▸ **Exercise inputs**
use async_trait::async_trait;

use crate::domain::Job;

/// The thing a firing actually invokes. This crate is a scheduling engine,
/// not a task runtime — the default executor only simulates work by
/// echoing the job's payload back as output.
#[async_trait]
pub trait Executor: Send + Sync {
    async fn execute(&self, job: &Job) -> anyhow::Result<serde_json::Value>;
}

pub struct StubExecutor;

#[async_trait]
impl Executor for StubExecutor {
    async fn execute(&self, job: &Job) -> anyhow::Result<serde_json::Value> {
        Ok(serde_json::json!({
            "jobId": job.id,
            "jobType": job.job_type,
            "echo": job.payload,
        }))
    }
}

▸ **What to do**
Return each line of the data that contains the string "Result".

▸ **Expected output**
    async fn execute(&self, job: &Job) -> anyhow::Result<serde_json::Value>;
    async fn execute(&self, job: &Job) -> anyhow::Result<serde_json::Value> {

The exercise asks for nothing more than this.